A clinical trial application for a Phase 1 study of the investigational drug KL1333 in healthy volunteers and patients with genetic mitochondrial diseases has been approved by a regulatory agency in the UK. For more detailed information about this news, you can view the source press release at PR Newswire by clicking here.
Mitochondrial Disease
Mitochondria are present in every cell in the human body and produce most of the energy we need to survive. Mitochondrial diseases are a group of disorders caused by mutations that affect the functioning of the mitochondria. As a result, cells in some areas of the body don’t have enough energy to carry out their normal functions. Mitochondrial disease can cause a wide range of different symptoms, depending on which cells are affected. Any organs can be affected, and the disorder may cause seizures, cognitive disabilities, poor growth, fatigue, vision and hearing loss, and many other symptoms. Since the effects of the disorder can vary so much between patients, it is often difficult for doctors to identify, and many people have to wait a long time to achieve a correct diagnosis.
About KL1333
KL1333, an investigational drug, is being developed by NeuroVive as a potential oral chronic treatment for mitochondrial disease. It is designed to affect cellular levels of NAD+, which is a coenzyme that plays an important role in energy metabolism in the cell. KL1333 has received Orphan Drug designation in both the US and Europe.
Research into KL1333
So far, researchers have carried out promising pre-clinical studies that found that KL1333 was associated with a higher mitochondrial energy output, reduced lactate accumulation, and a decrease in the formation of free radicals. The drug was also found to have long-term benefits for energy metabolism, including through mitochondria formation.

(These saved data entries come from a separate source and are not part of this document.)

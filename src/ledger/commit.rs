//! Commit identities and the authority that hands them out
//!
//! Commit identities totally order every committed transaction. They are
//! assigned exactly once, strictly increasing, and survive snapshot reload.

use serde::{Deserialize, Serialize};

/// A totally ordered, opaque commit identity.
///
/// `CommitId::new(0)` denotes the empty ledger: nothing is committed at or
/// below it.
#[derive(Copy, Clone, Debug, Eq, PartialEq, Ord, PartialOrd, Hash, Serialize, Deserialize)]
#[serde(transparent)]
pub struct CommitId(u64);

impl CommitId {
    /// Creates a new CommitId with the given value.
    #[inline]
    pub fn new(value: u64) -> Self {
        Self(value)
    }

    /// Returns the underlying value.
    #[inline]
    pub fn value(&self) -> u64 {
        self.0
    }
}

/// A stable snapshot boundary: every version with a commit id above
/// `upper_bound` is invisible to the transaction holding this view.
#[derive(Copy, Clone, Debug, Eq, PartialEq, Hash)]
pub struct ReadView {
    read_upper_bound: CommitId,
}

impl ReadView {
    /// Creates a read view with the given upper bound.
    #[inline]
    pub fn new(upper_bound: CommitId) -> Self {
        Self {
            read_upper_bound: upper_bound,
        }
    }

    /// Returns the upper bound commit identity.
    #[inline]
    pub fn upper_bound(&self) -> CommitId {
        self.read_upper_bound
    }
}

/// Tracks the highest commit identity and assigns the next one.
#[derive(Debug, Default)]
pub struct CommitAuthority {
    highest_commit_id: u64,
}

impl CommitAuthority {
    /// Authority for an empty ledger.
    pub fn new() -> Self {
        Self::default()
    }

    /// Authority resuming after `commit_id` (snapshot reload).
    pub fn from_replayed_commit(commit_id: CommitId) -> Self {
        Self {
            highest_commit_id: commit_id.value(),
        }
    }

    /// Returns the identity the next commit will receive.
    pub fn next_commit_id(&self) -> CommitId {
        CommitId::new(self.highest_commit_id + 1)
    }

    /// Records `commit_id` as committed. Must be exactly `next_commit_id()`.
    pub fn mark_committed(&mut self, commit_id: CommitId) -> Result<(), CommitAuthorityError> {
        let id_value = commit_id.value();
        if id_value != self.highest_commit_id + 1 {
            return Err(CommitAuthorityError::OutOfOrder {
                attempted: id_value,
                expected: self.highest_commit_id + 1,
            });
        }
        self.highest_commit_id = id_value;
        Ok(())
    }

    /// Returns the highest committed identity (zero for an empty ledger).
    pub fn highest_commit_id(&self) -> CommitId {
        CommitId::new(self.highest_commit_id)
    }

    /// Read view over everything committed so far.
    pub fn current_snapshot(&self) -> ReadView {
        ReadView::new(self.highest_commit_id())
    }
}

/// Errors from commit authority operations.
#[derive(Debug, Clone, PartialEq, Eq, thiserror::Error)]
pub enum CommitAuthorityError {
    /// Attempted to commit out of order.
    #[error("out of order commit: attempted {attempted} but expected {expected}")]
    OutOfOrder { attempted: u64, expected: u64 },
}
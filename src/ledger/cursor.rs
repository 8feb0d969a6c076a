//! In-memory query cursor
//!
//! Results are fully materialised when the query runs; the cursor only
//! hands them out and tracks whether it is still open.

use std::sync::Arc;

use crate::observability::LedgerMetrics;
use crate::query::{QueryError, QueryRecord, QueryResult, ResultsIterator};

/// Cursor over a materialised result set
pub struct MemoryCursor {
    records: std::vec::IntoIter<QueryRecord>,
    metrics: Arc<LedgerMetrics>,
    open: bool,
}

impl MemoryCursor {
    /// Opens a cursor over `records`
    pub fn new(records: Vec<QueryRecord>, metrics: Arc<LedgerMetrics>) -> Self {
        metrics.cursor_opened();
        Self {
            records: records.into_iter(),
            metrics,
            open: true,
        }
    }
}

impl ResultsIterator for MemoryCursor {
    fn next_record(&mut self) -> QueryResult<Option<QueryRecord>> {
        if !self.open {
            return Err(QueryError::Closed);
        }
        Ok(self.records.next())
    }

    fn close(&mut self) -> QueryResult<()> {
        if self.open {
            self.open = false;
            self.metrics.cursor_closed();
        }
        Ok(())
    }
}
//! Document Codec subsystem for recordledger
//!
//! Two closed record shapes, `User` and `Alert`, stored as JSON objects
//! under their caller-supplied `id`.
//!
//! # Design Principles
//!
//! - Every document self-describes its kind through `docType`
//! - Keys carry no type information
//! - Field names and order are fixed (existing deployments read them)
//! - Decoding checks the discriminator against the requested kind

mod codec;
mod errors;
mod types;

pub use codec::{decode, decode_collection, encode, encode_collection};
pub use errors::{CodecError, CodecResult};
pub use types::{fold_email, format_timestamp, Alert, DocType, Document, User, ALERT_STATUS_ACTIVE};
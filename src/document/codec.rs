//! JSON encoding of documents and document collections

use super::errors::{CodecError, CodecResult};
use super::types::Document;

/// Encodes a single document to its persisted bytes.
pub fn encode<D: Document>(doc: &D) -> CodecResult<Vec<u8>> {
    serde_json::to_vec(doc).map_err(|source| CodecError::Encode {
        doc_type: D::DOC_TYPE,
        key: doc.key().to_string(),
        source,
    })
}

/// Decodes bytes stored at `key` as a document of kind `D`.
///
/// Fails if the bytes are not valid JSON for `D` or carry a different
/// `docType`.
pub fn decode<D: Document>(key: &str, bytes: &[u8]) -> CodecResult<D> {
    let doc: D = serde_json::from_slice(bytes).map_err(|source| CodecError::Decode {
        doc_type: D::DOC_TYPE,
        key: key.to_string(),
        source,
    })?;

    if doc.doc_type() != D::DOC_TYPE {
        return Err(CodecError::WrongDocType {
            key: key.to_string(),
            expected: D::DOC_TYPE,
            found: doc.doc_type(),
        });
    }

    Ok(doc)
}

/// Decodes every `(key, bytes)` pair, stopping at the first failure.
///
/// All-or-nothing: a single bad document fails the whole collection.
pub fn decode_collection<'a, D, I>(records: I) -> CodecResult<Vec<D>>
where
    D: Document,
    I: IntoIterator<Item = (&'a str, &'a [u8])>,
{
    records
        .into_iter()
        .map(|(key, bytes)| decode::<D>(key, bytes))
        .collect()
}

/// Encodes a collection as one JSON array. Empty collections encode as `[]`.
pub fn encode_collection<D: Document>(docs: &[D]) -> CodecResult<String> {
    serde_json::to_string(docs).map_err(|source| CodecError::Encode {
        doc_type: D::DOC_TYPE,
        key: "<collection>".to_string(),
        source,
    })
}
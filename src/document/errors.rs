//! Codec error types

use thiserror::Error;

use super::DocType;

/// Result type for codec operations
pub type CodecResult<T> = Result<T, CodecError>;

/// Failures turning documents into bytes and back
#[derive(Debug, Error)]
pub enum CodecError {
    /// An in-memory record could not be serialized
    #[error("failed to encode {doc_type} {key}: {source}")]
    Encode {
        doc_type: DocType,
        key: String,
        #[source]
        source: serde_json::Error,
    },

    /// Stored bytes are not a valid document of the requested kind
    #[error("failed to decode {doc_type} at key {key}: {source}")]
    Decode {
        doc_type: DocType,
        key: String,
        #[source]
        source: serde_json::Error,
    },

    /// Document parsed but carries another discriminator
    #[error("document at key {key} has docType {found}, expected {expected}")]
    WrongDocType {
        key: String,
        expected: DocType,
        found: DocType,
    },

    /// Stored bytes are not UTF-8 and cannot be returned as text
    #[error("document at key {key} is not valid UTF-8")]
    InvalidUtf8 { key: String },
}

impl CodecError {
    /// Returns true for failures caused by stored bytes (as opposed to
    /// failures encoding an in-memory record)
    pub fn is_decode(&self) -> bool {
        !matches!(self, CodecError::Encode { .. })
    }
}
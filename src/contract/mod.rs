//! Record contract for recordledger
//!
//! Per-kind operations over `User` and `Alert` documents. Each operation
//! runs inside one ledger transaction that the caller passes in; the
//! contract keeps no state of its own beyond a clock.
//!
//! # Concurrency
//!
//! Check-then-write sequences (the existence check in `create_user`, the
//! read-modify-write in `update_user_last_login`) take no locks. Every
//! `get` lands in the transaction's read set, so a concurrent writer to the
//! same key causes the commit to be rejected and resubmitted.
//!
//! # Cursors
//!
//! Query cursors are closed explicitly on success and released on drop on
//! every early return.

mod alerts;
mod clock;
mod compat;
mod errors;
mod users;

pub use clock::{Clock, ManualClock, SystemClock};
pub use errors::{ContractError, ContractErrorCode, ContractResult};

use crate::document::{decode_collection, encode_collection, format_timestamp, Document};
use crate::query::{QueryEngine, QueryRecord, Selector};
use crate::state::StateStore;

/// Everything an operation needs from its host transaction.
pub trait TransactionStub: StateStore + QueryEngine {}

impl<T: StateStore + QueryEngine + ?Sized> TransactionStub for T {}

/// The record contract. Stateless apart from its time source.
#[derive(Debug, Clone, Default)]
pub struct RecordContract<C: Clock = SystemClock> {
    clock: C,
}

impl RecordContract<SystemClock> {
    /// Contract stamping records with local wall-clock time
    pub fn new() -> Self {
        Self::default()
    }
}

impl<C: Clock> RecordContract<C> {
    pub fn with_clock(clock: C) -> Self {
        Self { clock }
    }

    pub fn clock(&self) -> &C {
        &self.clock
    }

    fn timestamp(&self) -> String {
        format_timestamp(self.clock.now())
    }

    /// Every document of kind `D`, re-encoded as one JSON array.
    ///
    /// All-or-nothing: one undecodable document fails the whole call.
    fn encode_all<D, S>(&self, stub: &mut S) -> ContractResult<String>
    where
        D: Document,
        S: TransactionStub + ?Sized,
    {
        let mut cursor = stub.query(&Selector::for_type(D::DOC_TYPE))?;
        let records = cursor.by_ref().collect::<Result<Vec<QueryRecord>, _>>()?;
        cursor.close()?;

        let docs: Vec<D> = decode_collection(
            records
                .iter()
                .map(|r| (r.key.as_str(), r.value.as_slice())),
        )?;
        Ok(encode_collection(&docs)?)
    }
}
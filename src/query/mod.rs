//! Selector Query Engine interface for recordledger
//!
//! Field-based reads over the whole document population, used where a key
//! lookup cannot answer the question ("the user with this email", "every
//! alert").
//!
//! # Design Principles
//!
//! - Selectors are equality-only and always scoped by `docType`
//! - Full evaluation at query time, no caching
//! - Results arrive through a cursor that is always released

mod cursor;
mod errors;
mod filter;
mod selector;

pub use cursor::{QueryCursor, QueryRecord, ResultsIterator};
pub use errors::{QueryError, QueryResult};
pub use filter::PredicateFilter;
pub use selector::{Predicate, Selector, DOC_TYPE_FIELD};

/// Evaluates selectors against the document population visible to the
/// current transaction.
pub trait QueryEngine {
    /// Runs `selector`, returning matches in an order that is deterministic
    /// for a given snapshot.
    fn query(&mut self, selector: &Selector) -> QueryResult<QueryCursor>;
}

Now, KL1333 is being studied in Phase 1 clinical trials. The UK’s regulatory authority, the Medicines and Healthcare Products Regulatory Agency, has recently approved NeuroVive’s clinical trial application for a Phase I study of the drug in healthy volunteers and patients. The study, which is expected to take place in the UK and begin in the last quarter of 2018, will assess how safe and tolerable the drug is in humans, as well as how it is processed in the body (the pharmacokinetics).